December 1, 1998

Notes from the Reel World: The Board President's Column, December 1998

When Sheila Nevins accepted the IDA Career Achievement Award at our annual Gala in late October, she referred to herself as "colloquial." By definition, "colloquial" means both "familiar" and "popular." Good choice of words—for Sheila, and for documentaries.

This hasn't always been the case for documentaries. As our guest scholar for IDC3, Peter J. Bukalski , stated in his "Milestones in the History of Documentary" for the IDC3 Handbook, "Greater numbers of docu­mentaries are being produced and seen today than at any time in history." He also cautioned us that "the huge contemporary audience is increasingly fragmented, jeopardizing adequate levels of support for the documentarian." No matter how "familiar" and "popular" documentaries are becoming, we've arrived at that inevitable crossroad of art and commerce.
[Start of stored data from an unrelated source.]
//! Details panel: the selected issue with its source link stripped from the body.

use ratatui::{
    Frame,
    layout::Rect,
    style::{Modifier, Style},
    text::{Line, Span, Text},
    widgets::{Paragraph, Wrap},
};

use issuemark_core::types::Annotation;

use crate::app::{AppState, PanelFocus};
use crate::theme::Theme;
use crate::ui::layout::{inner_rect, panel_block};

pub fn render_details(frame: &mut Frame, area: Rect, focus: PanelFocus, state: &AppState, theme: &Theme) {
    frame.render_widget(panel_block("Issue", focus == PanelFocus::Details, theme), area);
    let inner = inner_rect(area);

    let text = match state.selected_annotation() {
        Some(annotation) if state.enabled => details_text(annotation, theme),
        _ => Text::from(Line::styled("No issue selected", Style::default().fg(theme.muted))),
    };

    frame.render_widget(
        Paragraph::new(text)
            .wrap(Wrap { trim: false })
            .scroll((state.details_scroll, 0)),
        inner,
    );
}

fn details_text(annotation: &Annotation, theme: &Theme) -> Text<'static> {
    let issue = &annotation.issue;
    let mut lines = vec![
        Line::from(vec![
            Span::styled(format!("#{} ", issue.number), Style::default().fg(theme.issue_number)),
            Span::styled(issue.title.clone(), Style::default().add_modifier(Modifier::BOLD)),
        ]),
        Line::styled(issue.link_url().to_owned(), Style::default().fg(theme.link)),
    ];
    if let Some(r) = &annotation.reference {
        let range = if r.is_single_line() {
            format!("{}:{}", r.file_path, r.start_line)
        } else {
            format!("{}:{}-{}", r.file_path, r.start_line, r.end_line)
        };
        lines.push(Line::styled(range, Style::default().fg(theme.muted)));
    }
    lines.push(Line::raw(""));

    let body = issue.display_body();
    if body.is_empty() {
        lines.push(Line::styled("(no description)", Style::default().fg(theme.muted)));
    } else {
        lines.extend(body.lines().map(|l| Line::raw(l.to_owned())));
    }
    Text::from(lines)
}
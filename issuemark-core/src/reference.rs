//! Parsing of source-file references embedded in free-text issue bodies.
//!
//! A reference is a blob URL with a line fragment:
//! `https://<host>/<owner>/<repo>/blob/<ref>/<path>#L<N>` or `...#L<N>-L<M>`.
//! Only the first URL in a body counts. A query string before the fragment
//! (`README.md?plain=1#L5`) is matched but is not part of the path.

use std::sync::LazyLock;

use regex::Regex;

use crate::types::FileReference;

static BLOB_URL: LazyLock<Regex> = LazyLock::new(|| {
    Regex::new(r"https://[^/\s]+/[^/\s]+/[^/\s]+/blob/[^/\s]+/([^#?\s]+)(?:\?[^#\s]*)?#L(\d+)(?:-L(\d+))?")
        .expect("blob url pattern is valid")
});

static BLANK_RUN: LazyLock<Regex> = LazyLock::new(|| {
    Regex::new(r"\r?\n[ \t]*(?:\r?\n[ \t]*)+\r?\n").expect("blank run pattern is valid")
});

/// Returns the first blob URL with a line fragment found in `text`.
pub fn first_blob_url(text: &str) -> Option<&str> {
    BLOB_URL.find(text).map(|m| m.as_str())
}

/// Extracts the file reference from the first blob URL in `text`.
///
/// Returns `None` when there is no match, or when the first match carries a
/// zero or out-of-range line number. Later URLs are never consulted.
/// Ranges are passed through as written: `#L9-L3` yields start 9, end 3.
pub fn parse_reference(text: &str) -> Option<FileReference> {
    let caps = BLOB_URL.captures(text)?;
    let file_path = caps.get(1)?.as_str().to_owned();
    let start_line: u32 = caps.get(2)?.as_str().parse().ok()?;
    if start_line == 0 {
        return None;
    }
    let end_line = match caps.get(3) {
        Some(m) => m.as_str().parse().ok()?,
        None => start_line,
    };
    Some(FileReference { file_path, start_line, end_line })
}

/// Returns `text` with its reference URL removed, for display.
///
/// Every occurrence of the first matched URL is cut out, spaces around each
/// cut are collapsed, runs of blank lines shrink to a single blank line, and
/// the result is trimmed. Text without a reference is only trimmed.
pub fn strip_reference(text: &str) -> String {
    let Some(url) = first_blob_url(text) else {
        return text.trim().to_owned();
    };

    let mut out = text.to_owned();
    while let Some(pos) = out.find(url) {
        let before = out[..pos].trim_end_matches([' ', '\t']);
        let after = out[pos + url.len()..].trim_start_matches([' ', '\t']);
        let joined = before.is_empty()
            || after.is_empty()
            || before.ends_with('\n')
            || after.starts_with(['\n', '\r']);
        let sep = if joined { "" } else { " " };
        out = format!("{before}{sep}{after}");
    }

    BLANK_RUN.replace_all(&out, "\n\n").trim().to_owned()
}
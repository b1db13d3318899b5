use std::collections::HashMap;
use std::time::{Duration, SystemTime, UNIX_EPOCH};

use async_trait::async_trait;
use rusqlite::OptionalExtension;
use serde_json::Value;
use tokio_rusqlite::Connection;

use crate::kv::{KvError, KvStore};

/// Opens (or creates) the SQLite database at `path`, configures WAL mode,
/// and applies schema migrations via the `schema_version` table.
///
/// `busy_timeout` is set through the `Connection` method rather than a PRAGMA
/// string so it takes effect regardless of pragma caching.
///
/// # Errors
///
/// Returns `tokio_rusqlite::Error` if the file cannot be opened, WAL
/// configuration fails, or schema DDL fails.
pub async fn open_db(path: &str) -> Result<Connection, tokio_rusqlite::Error> {
    let conn = Connection::open(path).await?;

    conn.call(|db| -> rusqlite::Result<()> {
        db.execute_batch(
            "PRAGMA journal_mode=WAL;
             PRAGMA synchronous=NORMAL;",
        )?;
        db.busy_timeout(Duration::from_secs(5))?;
        Ok(())
    })
    .await?;

    // Fold any WAL left behind by a previous run back into the main file.
    conn.call(|db| -> rusqlite::Result<()> {
        db.execute_batch("PRAGMA wal_checkpoint(TRUNCATE);")
    })
    .await?;

    conn.call(|db| -> rusqlite::Result<()> { crate::schema::migrate(db) })
        .await?;

    Ok(conn)
}

/// Returns the current Unix timestamp in milliseconds.
pub(crate) fn now_millis() -> i64 {
    SystemTime::now()
        .duration_since(UNIX_EPOCH)
        .unwrap_or_default()
        .as_millis() as i64
}

/// [`KvStore`] backed by the `kv` table of an [`open_db`] connection.
///
/// Cloning is cheap; clones share the same background connection thread.
#[derive(Clone)]
pub struct SqliteKv {
    conn: Connection,
}

impl SqliteKv {
    /// Wraps a connection that has already been through [`open_db`].
    ///
    /// The `kv` table must exist; a raw connection without the migration
    /// makes every call fail with a storage error.
    pub fn new(conn: Connection) -> Self {
        Self { conn }
    }

    /// Opens the database at `path` and wraps it.
    ///
    /// # Errors
    ///
    /// Returns [`KvError::Storage`] when [`open_db`] fails: the file cannot be
    /// created, WAL cannot be enabled, or the migration fails.
    pub async fn open(path: &str) -> Result<Self, KvError> {
        Ok(Self::new(open_db(path).await?))
    }
}

/// Values are stored as JSON text. `set` writes all entries in one
/// `BEGIN IMMEDIATE` transaction so a partially written batch is never seen.
#[async_trait]
impl KvStore for SqliteKv {
    async fn get(&self, keys: &[&str]) -> Result<HashMap<String, Value>, KvError> {
        let keys: Vec<String> = keys.iter().map(|k| (*k).to_owned()).collect();

        let rows = self
            .conn
            .call(move |db| -> rusqlite::Result<Vec<(String, String)>> {
                let mut stmt = db.prepare_cached("SELECT value FROM kv WHERE key = ?1")?;
                let mut rows = Vec::with_capacity(keys.len());
                for key in keys {
                    let value: Option<String> = stmt
                        .query_row(rusqlite::params![&key], |r| r.get(0))
                        .optional()?;
                    if let Some(value) = value {
                        rows.push((key, value));
                    }
                }
                Ok(rows)
            })
            .await?;

        rows.into_iter()
            .map(|(k, raw)| serde_json::from_str(&raw).map(|v| (k, v)).map_err(KvError::from))
            .collect()
    }

    async fn set(&self, entries: HashMap<String, Value>) -> Result<(), KvError> {
        let encoded = entries
            .into_iter()
            .map(|(k, v)| serde_json::to_string(&v).map(|raw| (k, raw)))
            .collect::<Result<Vec<(String, String)>, serde_json::Error>>()?;

        self.conn
            .call(move |db| -> rusqlite::Result<()> {
                let now = now_millis();
                let tx = db.transaction_with_behavior(rusqlite::TransactionBehavior::Immediate)?;
                {
                    let mut stmt = tx.prepare_cached(
                        "INSERT INTO kv (key, value, updated_at) VALUES (?1, ?2, ?3)
                         ON CONFLICT(key)
                         DO UPDATE SET value = excluded.value,
                                       updated_at = excluded.updated_at",
                    )?;
                    for (key, value) in &encoded {
                        stmt.execute(rusqlite::params![key, value, now])?;
                    }
                }
                tx.commit()
            })
            .await?;
        Ok(())
    }

    async fn remove(&self, keys: &[&str]) -> Result<(), KvError> {
        let keys: Vec<String> = keys.iter().map(|k| (*k).to_owned()).collect();

        self.conn
            .call(move |db| -> rusqlite::Result<()> {
                let tx = db.transaction_with_behavior(rusqlite::TransactionBehavior::Immediate)?;
                {
                    let mut stmt = tx.prepare_cached("DELETE FROM kv WHERE key = ?1")?;
                    for key in &keys {
                        stmt.execute(rusqlite::params![key])?;
                    }
                }
                tx.commit()
            })
            .await?;
        Ok(())
    }
}
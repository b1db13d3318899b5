//! Local source access for the viewer.
//!
//! `target` resolves what to show; `worker` owns the `git2::Repository` on a
//! background thread and returns highlighted text.
pub mod target;
pub mod types;
pub mod worker;
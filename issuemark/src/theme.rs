//! Color theme system for issuemark.
//!
//! A `Theme` holds named `ratatui::style::Color` fields covering every UI surface
//! issuemark renders. Two built-in themes are provided:
//!
//! - `dark` uses ANSI 16 colors so it works on any terminal, including
//!   256-color SSH sessions with no truecolor support.
//! - `catppuccin_mocha` is the Catppuccin Mocha palette in RGB; requires truecolor.

use ratatui::style::Color;

/// All color values used across issuemark's UI surfaces.
#[derive(Debug, Clone)]
pub struct Theme {
    // Panel borders
    /// Border color for the currently focused panel.
    pub border_active: Color,
    /// Border color for unfocused panels.
    pub border_inactive: Color,

    // Source view
    /// Line numbers in the gutter.
    pub gutter_number: Color,
    /// The marker drawn at the first line of each referenced range.
    pub gutter_marker: Color,
    /// Background of every line covered by at least one issue.
    pub line_annotated: Color,
    /// Background of the line last jumped to.
    pub line_focused: Color,

    // Sidebar and details
    /// Group header (file path or "other").
    pub group_header: Color,
    /// `#123` issue numbers.
    pub issue_number: Color,
    /// Link shown in the details panel.
    pub link: Color,
    /// Secondary text: counts, placeholders, line ranges.
    pub muted: Color,
    /// Fetch errors.
    pub error: Color,

    // Status bar
    pub status_bar_bg: Color,
    pub status_bar_fg: Color,
    /// Indicator while annotations are on.
    pub status_enabled: Color,
    /// Indicator while annotations are switched off.
    pub status_disabled: Color,
    /// Loading spinner text.
    pub status_loading: Color,

    pub background: Color,
}

impl Theme {
    /// Returns the built-in dark theme using ANSI 16 colors.
    pub fn dark() -> Self {
        Self {
            border_active: Color::Cyan,
            border_inactive: Color::DarkGray,

            gutter_number: Color::DarkGray,
            gutter_marker: Color::Yellow,
            line_annotated: Color::Indexed(58),
            line_focused: Color::Indexed(24),

            group_header: Color::Cyan,
            issue_number: Color::Green,
            link: Color::Blue,
            muted: Color::DarkGray,
            error: Color::Red,

            status_bar_bg: Color::DarkGray,
            status_bar_fg: Color::White,
            status_enabled: Color::Cyan,
            status_disabled: Color::Yellow,
            status_loading: Color::Magenta,

            background: Color::Reset,
        }
    }

    /// Returns the Catppuccin Mocha theme using RGB truecolor values.
    ///
    /// Palette source: <https://github.com/catppuccin/catppuccin> Mocha variant.
    pub fn catppuccin_mocha() -> Self {
        let green = Color::Rgb(166, 227, 161);    // #a6e3a1
        let red = Color::Rgb(243, 139, 168);      // #f38ba8
        let yellow = Color::Rgb(249, 226, 175);   // #f9e2af
        let blue = Color::Rgb(137, 180, 250);     // #89b4fa
        let teal = Color::Rgb(148, 226, 213);     // #94e2d5
        let mauve = Color::Rgb(203, 166, 247);    // #cba6f7
        let lavender = Color::Rgb(180, 190, 254); // #b4befe
        let overlay1 = Color::Rgb(127, 132, 156); // #7f849c
        let surface0 = Color::Rgb(49, 50, 68);    // #313244
        let surface1 = Color::Rgb(69, 71, 90);    // #45475a
        let base = Color::Rgb(30, 30, 46);        // #1e1e2e
        let text = Color::Rgb(205, 214, 244);     // #cdd6f4
        let peach = Color::Rgb(250, 179, 135);    // #fab387

        Self {
            border_active: lavender,
            border_inactive: overlay1,

            gutter_number: overlay1,
            gutter_marker: peach,
            line_annotated: surface0,
            line_focused: surface1,

            group_header: teal,
            issue_number: green,
            link: blue,
            muted: overlay1,
            error: red,

            status_bar_bg: surface1,
            status_bar_fg: text,
            status_enabled: lavender,
            status_disabled: yellow,
            status_loading: mauve,

            background: base,
        }
    }

    /// Resolves a theme name to the corresponding built-in theme.
    ///
    /// Unknown names fall back to `dark()` so a typo in config never prevents
    /// startup.
    pub fn from_name(name: &str) -> Self {
        match name {
            "catppuccin-mocha" | "catppuccin_mocha" => Self::catppuccin_mocha(),
            "dark" => Self::dark(),
            other => {
                tracing::warn!(theme = other, "unknown theme, falling back to 'dark'");
                Self::dark()
            }
        }
    }
}

#[cfg(test)]
mod tests {
    use super::*;

    #[test]
    fn names_resolve() {
        assert_eq!(Theme::from_name("catppuccin_mocha").background, Color::Rgb(30, 30, 46));
        assert_eq!(Theme::from_name("dark").background, Color::Reset);
        assert_eq!(Theme::from_name("solarized").border_active, Theme::dark().border_active);
    }
}
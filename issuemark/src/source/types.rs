//! Owned messages exchanged with the source worker thread.
//!
//! Everything here is `Send` so it can cross from the thread that owns the
//! `git2::Repository` to the UI loop.

/// Commands sent from the main loop to the source worker thread.
#[derive(Debug)]
pub enum SourceRequest {
    /// Load and highlight a repository-relative file.
    ///
    /// When `git_ref` is set the blob at that revision is preferred over the
    /// working tree copy.
    Load {
        path: String,
        git_ref: Option<String>,
    },
}

/// Where the loaded text came from; shown in the source panel title.
#[derive(Debug, Clone, PartialEq, Eq)]
pub enum SourceOrigin {
    WorkingTree,
    Revision(String),
}

/// Result sent back as `AppEvent::SourceLoaded(Box<SourcePayload>)`.
///
/// `lines` holds one highlighted line per source line, without gutter. The
/// gutter and annotation highlighting are applied by the app state so they
/// can change without re-running syntect.
#[derive(Debug)]
pub struct SourcePayload {
    pub path: String,
    pub origin: Option<SourceOrigin>,
    pub lines: Vec<ratatui::text::Line<'static>>,
    /// Set when the file could not be read from either the working tree or git.
    pub error: Option<String>,
}
//! Classification of repository URLs: blob pages, repository roots, and git
//! remotes.

use std::sync::LazyLock;

use regex::Regex;

use crate::types::RepoId;

/// What a web URL points at, as far as annotation is concerned.
#[derive(Debug, Clone, PartialEq, Eq)]
pub enum PageLocation {
    /// A file view: `https://<host>/<owner>/<repo>/blob/<ref>/<path>[#L<N>[-L<M>]]`.
    Blob {
        repo: RepoId,
        git_ref: String,
        path: String,
        lines: Option<(u32, u32)>,
    },
    /// A repository root: exactly `https://<host>/<owner>/<repo>`.
    Repository(RepoId),
    Other,
}

static BLOB_PAGE: LazyLock<Regex> = LazyLock::new(|| {
    Regex::new(
        r"^https?://[^/\s]+/([^/\s]+)/([^/\s]+)/blob/([^/\s]+)/([^#?\s]+)(?:\?[^#\s]*)?(?:#L(\d+)(?:-L(\d+))?)?$",
    )
    .expect("blob page pattern is valid")
});

static REPO_PAGE: LazyLock<Regex> = LazyLock::new(|| {
    Regex::new(r"^https?://[^/\s]+/([^/\s]+)/([^/\s]+)$").expect("repo page pattern is valid")
});

static REMOTE: LazyLock<Regex> = LazyLock::new(|| {
    Regex::new(r"^(?:(?:https?|ssh|git)://(?:[^@/]+@)?[^/]+/|[^@:/]+@[^:]+:)([^/]+)/([^/]+?)(?:\.git)?/?$")
        .expect("remote pattern is valid")
});

impl PageLocation {
    pub fn parse(url: &str) -> Self {
        let url = url.trim();
        if let Some(c) = BLOB_PAGE.captures(url) {
            let start = c.get(5).and_then(|m| m.as_str().parse::<u32>().ok());
            let end = c.get(6).and_then(|m| m.as_str().parse::<u32>().ok());
            return PageLocation::Blob {
                repo: RepoId::new(&c[1], &c[2]),
                git_ref: c[3].to_owned(),
                path: c[4].to_owned(),
                lines: start.map(|s| (s, end.unwrap_or(s))),
            };
        }
        if let Some(c) = REPO_PAGE.captures(url.trim_end_matches('/')) {
            return PageLocation::Repository(RepoId::new(&c[1], &c[2]));
        }
        PageLocation::Other
    }

    pub fn repo(&self) -> Option<&RepoId> {
        match self {
            PageLocation::Blob { repo, .. } | PageLocation::Repository(repo) => Some(repo),
            PageLocation::Other => None,
        }
    }

    pub fn is_blob(&self) -> bool {
        matches!(self, PageLocation::Blob { .. })
    }
}

impl RepoId {
    /// Derives the repository identity from a git remote URL.
    ///
    /// Accepts `https://host/owner/repo(.git)`, `ssh://git@host/owner/repo(.git)`
    /// and the scp-like `git@host:owner/repo(.git)`.
    pub fn from_remote_url(url: &str) -> Option<Self> {
        let c = REMOTE.captures(url.trim())?;
        Some(RepoId::new(&c[1], &c[2]))
    }
}

#[cfg(test)]
mod tests {
    use super::*;

    #[test]
    fn blob_page_with_range() {
        let loc = PageLocation::parse("https://github.com/o/r/blob/main/src/a.rs#L3-L9");
        assert_eq!(
            loc,
            PageLocation::Blob {
                repo: RepoId::new("o", "r"),
                git_ref: "main".into(),
                path: "src/a.rs".into(),
                lines: Some((3, 9)),
            }
        );
        assert!(loc.is_blob());
    }

    #[test]
    fn blob_page_without_fragment() {
        match PageLocation::parse("https://github.com/o/r/blob/v1.0/README.md?plain=1") {
            PageLocation::Blob { path, lines, git_ref, .. } => {
                assert_eq!(path, "README.md");
                assert_eq!(git_ref, "v1.0");
                assert_eq!(lines, None);
            }
            other => panic!("unexpected {other:?}"),
        }
    }

    #[test]
    fn repository_root_only() {
        assert_eq!(
            PageLocation::parse("https://github.com/o/r/"),
            PageLocation::Repository(RepoId::new("o", "r"))
        );
        assert_eq!(PageLocation::parse("https://github.com/o/r/issues"), PageLocation::Other);
        assert_eq!(PageLocation::parse("https://github.com/o"), PageLocation::Other);
        assert_eq!(PageLocation::parse("not a url").repo(), None);
    }

    #[test]
    fn remote_urls() {
        let want = Some(RepoId::new("octo", "cat"));
        assert_eq!(RepoId::from_remote_url("https://github.com/octo/cat.git"), want);
        assert_eq!(RepoId::from_remote_url("https://github.com/octo/cat"), want);
        assert_eq!(RepoId::from_remote_url("git@github.com:octo/cat.git"), want);
        assert_eq!(RepoId::from_remote_url("ssh://git@github.com/octo/cat.git"), want);
        assert_eq!(RepoId::from_remote_url("https://user@github.com/octo/cat/"), want);
        assert_eq!(RepoId::from_remote_url("/srv/git/cat"), None);
    }
}
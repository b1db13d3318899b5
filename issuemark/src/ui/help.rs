//! Help overlay: a centred modal drawn over the panels.
//!
//! `Clear` erases the area first, so the overlay needs no second draw call.

use ratatui::{
    Frame,
    layout::Constraint,
    text::{Line, Text},
    widgets::{Block, Clear, Paragraph, Wrap},
};

use crate::theme::Theme;

/// Renders the keybinding reference, scrolled by `help_scroll` rows.
///
/// Skipped below 40 columns, where the modal would have no usable width.
pub fn render_help_overlay(frame: &mut Frame, theme: &Theme, help_scroll: u16) {
    if frame.area().width < 40 {
        return;
    }

    let overlay_area = frame
        .area()
        .centered(Constraint::Percentage(80), Constraint::Percentage(80));

    frame.render_widget(Clear, overlay_area);

    let block = Block::bordered()
        .title(" Keys · j/k scroll · ? or Esc to close ")
        .border_style(ratatui::style::Style::default().fg(theme.border_active));

    let help_text = build_help_text();

    frame.render_widget(
        Paragraph::new(help_text)
            .block(block)
            .wrap(Wrap { trim: false })
            .scroll((help_scroll, 0)),
        overlay_area,
    );
}

/// Keybinding descriptions grouped by section, unstyled.
fn build_help_text() -> Text<'static> {
    Text::from(vec![
        Line::from("Navigation"),
        Line::from("  j / k         Scroll down / up (sidebar: next / previous issue)"),
        Line::from("  g / G         Jump to top / bottom"),
        Line::from("  Ctrl-d / u    Scroll half page down / up"),
        Line::from("  Ctrl-f / b    Scroll full page down / up"),
        Line::from("  H / L         Move panel focus left / right"),
        Line::from(""),
        Line::from("Annotations"),
        Line::from("  Enter         Open the selected issue at its line (sidebar)"),
        Line::from("  n / N         Next / previous annotated line"),
        Line::from("  e             Turn annotations on / off (remembered)"),
        Line::from("  r             Refresh issues, bypassing the cache"),
        Line::from(""),
        Line::from("Layout"),
        Line::from("  < / >         Shrink / grow the source panel by 5%"),
        Line::from("  mouse         Click to focus or select, wheel to scroll"),
        Line::from(""),
        Line::from("General"),
        Line::from("  j / k         Scroll this help overlay"),
        Line::from("  ?             Open / close this help overlay"),
        Line::from("  q / Esc       Quit"),
    ])
}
How we as documentary makers, programmers, distributors and enthusiasts meet the challenges before us may say as much about us as about the legacy of documentary which we've joined. The Lumières, Robert Flaherty, John Grierson, Joris Ivens, Pare Lorentz and others led the way in creating and establishing the documentary film. Hollywood filmmakers adopted 16mm film and documentaries in support of the war effort and mobilized a nation. European television broadcasters used documentaries as a programming staple while U.S. broadcasters-CBS, NBC, ABC and later PBS—gradually created series to present documentaries to mass audiences. Satellite systems then led to the entry of HBO, Discovery, A&E and others into the production and distribution of documentaries around the world. In short order, new technologies will put documentaries on our desktops at will via the Internet.

This inevitable progression became clear one evening during IDC3: within moments of one another, documentary greats Ricky Leacock, Al Maysles, Bob Drew and D.A. Pennebaker each pulled out their ever­ smaller digital cameras to record dinner table conversation. In their hands, new technologies have and will continue to set new standards in documentary. For the next generation of Leacocks, Maysles, Drews, and Pennebakers, we have an obligation to preserve and share our rich tradition in storytelling and documenting reality as they master the new technologies as their primary tool.

New creative, technological and financial challenges will shape the documentary form well into the next millennium. At the IDA we have just begun a process which will help define our role in this exciting and demanding future. At their fall meeting, IDA Trustees established a task force to look ahead, to create a vision for this organization to carry us into the next century. During the coming months, we will be seeking advice and comment from many in this process. This is my invitation to you to share with us, by sending a note or email (intrepidla@aol.com) to me, your aspirations for the JOA of the future.

It's taken a century for documentaries to arrive at the point where "colloquial " is an apt description. What we do with this new level of maturity and acceptance is up to us, as individuals and as an organization. I expect that we as documentarians can meet the future with creativity, innovation and enthusiasm , which will do our predecessors proud.